Gran parte della flotta ha ormai superato i 30 o addirittura i 40 anni di servizio.
Le manutenzioni sono diventate sempre più frequenti.
I guasti hanno provocato centinaia di cancellazioni e modifiche agli orari.
Durante l’estate, quando il traffico turistico raggiunge il massimo, basta il fermo tecnico di una sola nave per creare un effetto domino su tutta la rete.
Il caso Glen Sannox
La nave simbolo di questa lunga vicenda è senza dubbio MV Glen Sannox.
Ordinata nel 2015 ai cantieri Ferguson Marine, avrebbe dovuto entrare in servizio pochi anni dopo.
Invece il progetto è stato travolto da problemi tecnici, modifiche progettuali, difficoltà finanziarie del cantiere e continui rinvii.
I costi sono aumentati in modo considerevole e la nave è stata consegnata con anni di ritardo, diventando uno dei casi più discussi della politica scozzese.
Oggi, finalmente, Glen Sannox è operativa e rappresenta il primo tassello del rinnovamento della flotta. Arriva anche la nuova Isle of Islay
La vera novità del 2026 è però l’entrata in servizio della MV Isle of Islay, la prima di una serie di quattro nuove unità costruite dal cantiere turco Cemre Shipyard.
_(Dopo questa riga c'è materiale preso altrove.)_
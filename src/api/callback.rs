use axum::{
    Json,
    extract::{Query, State, rejection::QueryRejection},
    http::{StatusCode, header},
    response::{IntoResponse, Response},
};

use super::{parse_query, present};
use crate::{
    error::ApiError,
    server::AppState,
    success,
    types::{CallbackQuery, CallbackResponse},
    warning,
};

pub async fn login(State(state): State<AppState>) -> Result<Response, ApiError> {
    let auth_url = state.tokens.authorization_url()?;
    Ok((StatusCode::FOUND, [(header::LOCATION, auth_url)]).into_response())
}

pub async fn callback(
    State(state): State<AppState>,
    params: Result<Query<CallbackQuery>, QueryRejection>,
) -> Result<Json<CallbackResponse>, ApiError> {
    let params = parse_query(params)?;

    if let Some(reason) = present(params.error) {
        warning!("Authorization was denied: {}", reason);
        return Err(ApiError::Authentication(format!(
            "Authorization denied: {reason}"
        )));
    }

    let Some(code) = present(params.code) else {
        return Err(ApiError::MissingParameter(
            "Authorization code not provided".to_string(),
        ));
    };

    match state.tokens.complete_authorization(&code).await {
        Ok(token) => {
            success!("Authenticated with Spotify");
            Ok(Json(CallbackResponse {
                message: "Successfully authenticated with Spotify".to_string(),
                expires_in: token.expires_in(),
                access_token: token.access_token,
            }))
        }
        Err(e) => {
            warning!("Token exchange failed: {}", e);
            Err(ApiError::Authentication("Authentication failed".to_string()))
        }
    }
}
La nave è entrata in servizio sulla rotta Kennacraig – Islay, una delle più importanti per l’arcipelago delle Ebridi.
Dal punto di vista tecnico troviamo:
circa 95 metri di lunghezza; capacità di 450 passeggeri; oltre 100 automobili; propulsione diesel-elettrica con sistemi progettati per ridurre consumi ed emissioni; predisposizione per l’alimentazione elettrica da terra nei porti (shore power). Non tutto è andato liscio
L’ingresso in servizio della nuova nave non è stato però privo di problemi.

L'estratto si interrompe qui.